Mucommune wins federal funding to develop novel CAR-T cancer therapy
Mucommune, a Morrisville-based biotechnology company with roots at the University of North Carolina at Chapel Hill, has been awarded up to $29.4 million in federal funding over six years to research and develop a novel cancer therapy.
The company’s research agreement with the Advanced Research Projects Agency for Health (ARPA-H) is to develop an immunotherapy based on in vivo (inside the body) engineering of CAR-T cells for the treatment of non-small cell lung cancer. Lung cancer is the leading cause of cancer deaths worldwide.
The project is funded under ARPA-H’s Engineering of Immune Cells Inside the Body (EMBODY) program, led by ARPA-H Program Manager Daria Fedyukina, Ph.D.
CAR-T cell therapy involves genetically modifying a patient’s own T-cells, a type of white blood cell that helps the immune system fight infections and cancer.
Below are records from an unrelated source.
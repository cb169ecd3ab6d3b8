use std::fs;
use std::io::Write;
use std::path::{Path, PathBuf};

use thiserror::Error;

#[derive(Error, Debug)]
pub enum ModelResolveError {
    #[error("failed to create cache directory: {0}")]
    CacheDir(#[source] std::io::Error),
    #[error("download failed for {url}: {source}")]
    Download {
        url: String,
        #[source]
        source: reqwest::Error,
    },
    #[error("failed to write model to {path}: {source}")]
    Write {
        path: PathBuf,
        #[source]
        source: std::io::Error,
    },
    #[error("could not determine cache directory")]
    NoCacheDir,
}

/// Progress callback: `(bytes_downloaded, total_bytes)`.
/// `total_bytes` is 0 if the server didn't provide Content-Length.
pub type ProgressFn = Box<dyn Fn(u64, u64) + Send>;

/// A model file and where to fetch it when no local copy exists.
#[derive(Clone, Copy, Debug)]
pub struct ModelSpec {
    pub name: &'static str,
    pub url: &'static str,
}

/// Resolve a model file, checking local copies before downloading.
///
/// Resolution order:
/// 1. `models_dir`, when given (e.g. `--models-dir`)
/// 2. User cache directory (platform-specific)
/// 3. Download from the model URL into the cache
pub fn resolve(
    spec: ModelSpec,
    models_dir: Option<&Path>,
    progress: Option<ProgressFn>,
) -> Result<PathBuf, ModelResolveError> {
    resolve_in(&model_cache_dir()?, spec, models_dir, progress)
}

fn resolve_in(
    cache_dir: &Path,
    spec: ModelSpec,
    models_dir: Option<&Path>,
    progress: Option<ProgressFn>,
) -> Result<PathBuf, ModelResolveError> {
    if let Some(dir) = models_dir {
        let local = dir.join(spec.name);
        if local.exists() {
            return Ok(local);
        }
    }

    let cached_path = cache_dir.join(spec.name);
    if cached_path.exists() {
        return Ok(cached_path);
    }

    log::info!("Downloading {} from {}", spec.name, spec.url);
    fs::create_dir_all(cache_dir).map_err(ModelResolveError::CacheDir)?;
    download(spec.url, &cached_path, progress)?;
    Ok(cached_path)
}

/// Platform-specific model cache directory.
///
/// - macOS: `~/Library/Application Support/faceshow/models/`
/// - Linux: `$XDG_CACHE_HOME/faceshow/models/` or `~/.cache/faceshow/models/`
/// - Windows: `%LOCALAPPDATA%/faceshow/models/`
pub fn model_cache_dir() -> Result<PathBuf, ModelResolveError> {
    #[cfg(target_os = "macos")]
    {
        dirs::data_dir()
            .map(|d| d.join("faceshow").join("models"))
            .ok_or(ModelResolveError::NoCacheDir)
    }
    #[cfg(not(target_os = "macos"))]
    {
        dirs::cache_dir()
            .map(|d| d.join("faceshow").join("models"))
            .ok_or(ModelResolveError::NoCacheDir)
    }
}

fn download(url: &str, dest: &Path, progress: Option<ProgressFn>) -> Result<(), ModelResolveError> {
    let download_err = |source| ModelResolveError::Download {
        url: url.to_string(),
        source,
    };
    let response = reqwest::blocking::get(url)
        .and_then(|r| r.error_for_status())
        .map_err(download_err)?;

    let total = response.content_length().unwrap_or(0);
    let bytes = response.bytes().map_err(download_err)?;

    // Written next to the destination, renamed once complete.
    let temp_path = dest.with_extension("part");
    let write_err = |source| ModelResolveError::Write {
        path: temp_path.clone(),
        source,
    };
    let mut file = fs::File::create(&temp_path).map_err(write_err)?;

    let mut downloaded: u64 = 0;
    for chunk in bytes.chunks(1024 * 1024) {
        file.write_all(chunk).map_err(write_err)?;
        downloaded += chunk.len() as u64;
        if let Some(ref cb) = progress {
            cb(downloaded, total);
        }
    }
    file.flush().map_err(write_err)?;
    drop(file);

    fs::rename(&temp_path, dest).map_err(|source| ModelResolveError::Write {
        path: dest.to_path_buf(),
        source,
    })
}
These modified cells, called chimeric antigen receptor (CAR) T-cells, are designed to find and bind to specific proteins on the surface of cancer cells, then kill the cancer cells.
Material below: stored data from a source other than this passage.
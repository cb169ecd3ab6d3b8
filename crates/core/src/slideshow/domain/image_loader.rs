use std::path::Path;

use crate::shared::frame::Frame;

/// Decodes a slide image from disk.
pub trait ImageLoader: Send + Sync {
    fn load(&self, path: &Path) -> Result<Frame, Box<dyn std::error::Error>>;
}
Conventional ex vivo (outside the body) CAR-T cell therapy, in which cells are extracted from the body, modified and then reintroduced, has shown remarkable success in treating certain blood cancers and holds significant promise for extending its impact to solid tumors.
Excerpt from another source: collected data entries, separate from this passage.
//! Background slideshow bound to one group.
//!
//! The arbiter owns a [`SlideshowHandle`] per launched task. Stopping is
//! cooperative: the task polls its stop flag while waiting between slides
//! and reports completion over a one-shot channel, which is sent from a drop
//! guard so it fires on every exit path, panics included.
use std::panic::{self, AssertUnwindSafe};
use std::path::PathBuf;
use std::sync::atomic::{AtomicBool, Ordering};
use std::sync::Arc;
use std::thread::{self, JoinHandle};
use std::time::{Duration, Instant};

use crossbeam_channel::{Receiver, RecvTimeoutError, Sender};

use crate::shared::constants::{SLIDE_INTERVAL, STOP_POLL_INTERVAL};
use crate::shared::group::Group;
use crate::slideshow::domain::image_loader::ImageLoader;
use crate::slideshow::domain::slide::Slide;
use crate::slideshow::domain::slide_presenter::SlidePresenter;

#[derive(Clone, Copy, Debug)]
pub struct SlideshowTiming {
    /// Time each slide stays up.
    pub interval: Duration,
    /// Upper bound on how long a stop request goes unnoticed.
    pub poll: Duration,
}

impl Default for SlideshowTiming {
    fn default() -> Self {
        Self {
            interval: SLIDE_INTERVAL,
            poll: STOP_POLL_INTERVAL,
        }
    }
}

#[derive(Default)]
struct Signals {
    stop_requested: AtomicBool,
    running: AtomicBool,
}

/// Clears `running` and reports completion when the task thread exits.
struct CompletionGuard {
    signals: Arc<Signals>,
    done: Sender<()>,
}

impl Drop for CompletionGuard {
    fn drop(&mut self) {
        self.signals.running.store(false, Ordering::SeqCst);
        let _ = self.done.try_send(());
    }
}

pub struct SlideshowTask {
    group: Group,
    images: Vec<PathBuf>,
    loader: Arc<dyn ImageLoader>,
    presenter: Arc<dyn SlidePresenter>,
    timing: SlideshowTiming,
}

impl SlideshowTask {
    pub fn new(
        group: Group,
        images: Vec<PathBuf>,
        loader: Arc<dyn ImageLoader>,
        presenter: Arc<dyn SlidePresenter>,
        timing: SlideshowTiming,
    ) -> Self {
        Self {
            group,
            images,
            loader,
            presenter,
            timing,
        }
    }

    /// Starts the slideshow thread.
    ///
    /// `running` is raised here, before the thread exists. With no images
    /// nothing is spawned and the returned handle is already complete.
    pub fn spawn(self) -> std::io::Result<SlideshowHandle> {
        let group = self.group.clone();
        let signals = Arc::new(Signals::default());
        let (done_tx, done_rx) = crossbeam_channel::bounded(1);

        if self.images.is_empty() {
            log::info!("No slides available for {}", group.title());
            return Ok(SlideshowHandle {
                group,
                signals,
                done: done_rx,
                thread: None,
                finished: true,
            });
        }

        signals.running.store(true, Ordering::SeqCst);
        let task_signals = Arc::clone(&signals);
        let spawned = thread::Builder::new()
            .name(format!("slideshow-{}", group.name()))
            .spawn(move || {
                let _guard = CompletionGuard {
                    signals: Arc::clone(&task_signals),
                    done: done_tx,
                };
                let outcome = panic::catch_unwind(AssertUnwindSafe(|| self.run(&task_signals)));
                if let Err(payload) = outcome {
                    log::error!(
                        "Slideshow for {} panicked: {}",
                        self.group,
                        panic_message(payload.as_ref())
                    );
                }
            });

        match spawned {
            Ok(thread) => Ok(SlideshowHandle {
                group,
                signals,
                done: done_rx,
                thread: Some(thread),
                finished: false,
            }),
            Err(e) => {
                signals.running.store(false, Ordering::SeqCst);
                Err(e)
            }
        }
    }

    fn run(&self, signals: &Signals) {
        let banner = self.group.banner();
        log::info!("----- STARTING {banner} SLIDESHOW -----");

        let total = self.images.len();
        let mut position = 0;
        while !signals.stop_requested.load(Ordering::SeqCst) {
            let path = &self.images[position];
            match self.loader.load(path) {
                Ok(image) => {
                    let slide = Slide {
                        group: self.group.clone(),
                        position,
                        total,
                        path: path.clone(),
                        image,
                    };
                    if let Err(e) = self.presenter.show(&slide) {
                        log::error!("Slide presenter failed, ending {banner} slideshow: {e}");
                        break;
                    }
                }
                Err(e) => log::warn!("Could not load {}: {e}", path.display()),
            }

            position = (position + 1) % total;
            if wait_for_stop(signals, self.timing) {
                break;
            }
        }

        if let Err(e) = self.presenter.close(&self.group) {
            log::warn!("Failed to close {banner} slideshow: {e}");
        }
        log::info!("----- {banner} SLIDESHOW ENDED -----");
    }
}

/// Sleeps for one slide interval in `poll` steps. True if a stop was seen.
fn wait_for_stop(signals: &Signals, timing: SlideshowTiming) -> bool {
    let deadline = Instant::now() + timing.interval;
    loop {
        if signals.stop_requested.load(Ordering::SeqCst) {
            return true;
        }
        let now = Instant::now();
        if now >= deadline {
            return false;
        }
        thread::sleep(timing.poll.min(deadline - now));
    }
}

fn panic_message(payload: &(dyn std::any::Any + Send)) -> &str {
    payload
        .downcast_ref::<&str>()
        .copied()
        .or_else(|| payload.downcast_ref::<String>().map(String::as_str))
        .unwrap_or("unknown panic")
}

/// Control side of a launched slideshow.
///
/// Dropping a handle whose task has not completed requests a stop and
/// detaches the thread.
pub struct SlideshowHandle {
    group: Group,
    signals: Arc<Signals>,
    done: Receiver<()>,
    thread: Option<JoinHandle<()>>,
    finished: bool,
}

impl SlideshowHandle {
    pub fn group(&self) -> &Group {
        &self.group
    }

    pub fn request_stop(&self) {
        self.signals.stop_requested.store(true, Ordering::SeqCst);
    }

    pub fn stop_requested(&self) -> bool {
        self.signals.stop_requested.load(Ordering::SeqCst)
    }

    pub fn is_running(&self) -> bool {
        self.signals.running.load(Ordering::SeqCst)
    }

    /// Waits up to `timeout` for the task to exit. True once it has.
    ///
    /// Does not request a stop by itself.
    pub fn await_completion(&mut self, timeout: Duration) -> bool {
        if self.finished {
            return true;
        }
        match self.done.recv_timeout(timeout) {
            Ok(()) | Err(RecvTimeoutError::Disconnected) => {
                self.finished = true;
                if let Some(thread) = self.thread.take() {
                    if thread.join().is_err() {
                        log::error!("Slideshow thread for {} did not exit cleanly", self.group);
                    }
                }
                true
            }
            Err(RecvTimeoutError::Timeout) => false,
        }
    }
}

impl Drop for SlideshowHandle {
    fn drop(&mut self) {
        if !self.finished {
            self.request_stop();
        }
    }
}

#[cfg(test)]
pub(crate) mod tests {
    use super::*;
    use crate::shared::frame::Frame;
    use crate::shared::group::GroupCatalog;
    use std::path::Path;
    use std::sync::Mutex;

    /// Decodes any path to a 1x1 frame, failing for names starting with `bad`.
    pub(crate) struct FakeLoader;

    impl ImageLoader for FakeLoader {
        fn load(&self, path: &Path) -> Result<Frame, Box<dyn std::error::Error>> {
            let name = path.file_name().and_then(|n| n.to_str()).unwrap_or_default();
            if name.starts_with("bad") {
                return Err(format!("cannot decode {name}").into());
            }
            Ok(Frame::new(vec![0, 0, 0], 1, 1, 0))
        }
    }

    #[derive(Clone, Copy, PartialEq)]
    pub(crate) enum Behavior {
        Record,
        Fail,
        Panic,
    }

    pub(crate) struct RecordingPresenter {
        behavior: Behavior,
        pub captions: Mutex<Vec<String>>,
        pub closed: Mutex<Vec<String>>,
    }

    impl RecordingPresenter {
        pub(crate) fn new(behavior: Behavior) -> Arc<Self> {
            Arc::new(Self {
                behavior,
                captions: Mutex::new(Vec::new()),
                closed: Mutex::new(Vec::new()),
            })
        }

        pub(crate) fn shown(&self) -> usize {
            self.captions.lock().unwrap().len()
        }
    }

    impl SlidePresenter for RecordingPresenter {
        fn show(&self, slide: &Slide) -> Result<(), Box<dyn std::error::Error>> {
            match self.behavior {
                Behavior::Record => {
                    self.captions.lock().unwrap().push(slide.caption());
                    Ok(())
                }
                Behavior::Fail => Err("display gone".into()),
                Behavior::Panic => panic!("display exploded"),
            }
        }

        fn close(&self, group: &Group) -> Result<(), Box<dyn std::error::Error>> {
            self.closed.lock().unwrap().push(group.name().to_string());
            Ok(())
        }
    }

    pub(crate) fn fast_timing() -> SlideshowTiming {
        SlideshowTiming {
            interval: Duration::from_millis(10),
            poll: Duration::from_millis(2),
        }
    }

    fn paths(names: &[&str]) -> Vec<PathBuf> {
        names.iter().map(PathBuf::from).collect()
    }

    fn science() -> Group {
        GroupCatalog::default().get("science").unwrap().clone()
    }

    fn wait_until(mut condition: impl FnMut() -> bool) {
        let deadline = Instant::now() + Duration::from_secs(5);
        while !condition() {
            assert!(Instant::now() < deadline, "condition not reached in time");
            thread::sleep(Duration::from_millis(1));
        }
    }

    #[test]
    fn test_empty_list_never_runs() {
        let presenter = RecordingPresenter::new(Behavior::Record);
        let task = SlideshowTask::new(science(), vec![], Arc::new(FakeLoader), presenter.clone(), fast_timing());
        let mut handle = task.spawn().unwrap();

        assert!(!handle.is_running());
        assert!(handle.await_completion(Duration::ZERO));
        assert_eq!(presenter.shown(), 0);
        assert!(presenter.closed.lock().unwrap().is_empty());
    }

    #[test]
    fn test_rotates_through_images_until_stopped() {
        let presenter = RecordingPresenter::new(Behavior::Record);
        let task = SlideshowTask::new(
            science(),
            paths(&["a.png", "b.png", "c.png"]),
            Arc::new(FakeLoader),
            presenter.clone(),
            fast_timing(),
        );
        let mut handle = task.spawn().unwrap();
        assert!(handle.is_running());

        wait_until(|| presenter.shown() >= 4);
        handle.request_stop();
        assert!(handle.await_completion(Duration::from_secs(2)));
        assert!(!handle.is_running());

        let captions = presenter.captions.lock().unwrap();
        assert_eq!(
            &captions[..4],
            &["SCIENCE - 1/3", "SCIENCE - 2/3", "SCIENCE - 3/3", "SCIENCE - 1/3"]
        );
        assert_eq!(*presenter.closed.lock().unwrap(), vec!["science".to_string()]);
    }

    #[test]
    fn test_unloadable_image_is_skipped() {
        let presenter = RecordingPresenter::new(Behavior::Record);
        let task = SlideshowTask::new(
            science(),
            paths(&["a.png", "bad.png", "c.png"]),
            Arc::new(FakeLoader),
            presenter.clone(),
            fast_timing(),
        );
        let mut handle = task.spawn().unwrap();

        wait_until(|| presenter.shown() >= 3);
        handle.request_stop();
        assert!(handle.await_completion(Duration::from_secs(2)));

        let captions = presenter.captions.lock().unwrap();
        assert_eq!(&captions[..3], &["SCIENCE - 1/3", "SCIENCE - 3/3", "SCIENCE - 1/3"]);
    }

    #[test]
    fn test_stop_is_seen_within_poll_interval() {
        let presenter = RecordingPresenter::new(Behavior::Record);
        let timing = SlideshowTiming {
            interval: Duration::from_secs(30),
            poll: Duration::from_millis(10),
        };
        let task = SlideshowTask::new(science(), paths(&["a.png"]), Arc::new(FakeLoader), presenter.clone(), timing);
        let mut handle = task.spawn().unwrap();

        wait_until(|| presenter.shown() == 1);
        assert!(!handle.await_completion(Duration::from_millis(20)));
        assert!(handle.is_running());

        handle.request_stop();
        assert!(handle.await_completion(Duration::from_secs(2)));
        assert!(!handle.is_running());
    }

    #[test]
    fn test_presenter_failure_ends_task() {
        let presenter = RecordingPresenter::new(Behavior::Fail);
        let task = SlideshowTask::new(science(), paths(&["a.png"]), Arc::new(FakeLoader), presenter.clone(), fast_timing());
        let mut handle = task.spawn().unwrap();

        assert!(handle.await_completion(Duration::from_secs(2)));
        assert!(!handle.is_running());
        assert!(!handle.stop_requested());
    }

    #[test]
    fn test_panic_is_contained_and_clears_running() {
        let presenter = RecordingPresenter::new(Behavior::Panic);
        let task = SlideshowTask::new(science(), paths(&["a.png"]), Arc::new(FakeLoader), presenter, fast_timing());
        let mut handle = task.spawn().unwrap();

        assert!(handle.await_completion(Duration::from_secs(2)));
        assert!(!handle.is_running());
    }

    #[test]
    fn test_wait_for_stop_returns_early() {
        let signals = Signals::default();
        signals.stop_requested.store(true, Ordering::SeqCst);
        let started = Instant::now();
        assert!(wait_for_stop(&signals, SlideshowTiming::default()));
        assert!(started.elapsed() < Duration::from_millis(50));
    }

    #[test]
    fn test_wait_for_stop_times_out() {
        let signals = Signals::default();
        assert!(!wait_for_stop(&signals, fast_timing()));
    }
}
However, these CAR-T therapies are currently limited by the lengthy and costly ex vivo manufacturing process necessary to prepare the engineered T cells, the requirement for lymphodepletion (the lowering of a patient’s natural immune cells by chemotherapy), and modest efficacy to date against solid tumors.
Mucommune’s lentiviral transduction platform, in-licensed from UNC, enables highly efficient and specific genetic engineering of T cells inside the body.
The company said it would leverage support from the ARPA-H award to develop an in vivo engineered CAR-T product capable of specifically recognizing and eliminating lung cancer cells, at costs orders of magnitude lower than current CAR-T therapies.
Academic institutions participating in the project include UNC, as well as MD Anderson Cancer Center.
The project is designed to culminate with the completion of a proof-of-concept clinical trial. If successful, it could significantly expand the clinical adoption of CAR-T therapy by lowering costs, increasing patient access, improving safety and enhancing efficacy against solid tumors, and potentially establishing in vivo CAR-T therapy as a front-line treatment for non-small cell lung cancer and other cancers, according to Mucommune.
“We are grateful for the ARPA-H award and to join the pioneering EMBODY program,” said Ming Yang, Ph.D., co-principal investigator of the award, who recently joined Mucommune as its chief R&D officer, spearheading the in vivo CAR-T initiative. “We believe this is a clear recognition of the unique advantages afforded by our unique
platform and approach.”
The principal investigator on the ARPA-H-funded project is Thomas Moench, M.D., who has over three decades of experience advancing multiple products into clinical development.
“Our vision is to transform CAR-T therapy into an accessible, frontline cancer treatment, offering patients a safer and more effective alternative to conventional therapies,” Moench said. “We believe that in situ-engineered CAR-T cell therapy holds the potential to overcome the barriers of solid tumors and dramatically improve outcomes for people living with various solid tumors that remain exceedingly difficult to treat with currently available therapies.”
Sam Lai, Ph.D., professor of pharmacoengineering and molecular pharmaceutics at UNC, and founder of Mucommune, said the CAR-T project is “a watershed moment in Mucommune’s evolution into an integrated R&D company.”
Mucommune previously advanced a pipeline of inhaled monoclonal antibody therapies for respiratory infections, leading to the 2018 spinoff of a clinical-stage company, Inhalon Biopharma, of Morrisville. Since then, Inhalon has raised over $50 million and is advancing a pipeline of four potentially first-in-class products.
More recently, Mucommune advanced a platform of interventions for improving female reproductive health, including a biologics-based non-hormonal contraception.
“We believe the exciting progress speaks directly to the talented team and a culture of innovation we have built,” Lai said.
Alongside the ARPA-H–funded project, Mucommune is expanding the application of its platform technology to develop in vivo CAR-T therapies addressing additional solid tumors and autoimmune diseases.
Mucommune’s current work builds on nearly a decade of pioneering pharmaceutical research on mucosal immunotherapeutics. The company has advanced multiple clinical-stage assets and incubated technology platforms that have received over $100 million in funding to date in support of clinical and preclinical development.
Mucommune was founded in 2016 based on pioneering “muco-trapping” antibody research at Johns Hopkins University and UNC. The company’s mission is to translate innovative immunoengineering approaches into transformative therapeutic platforms that address significant unmet medical needs.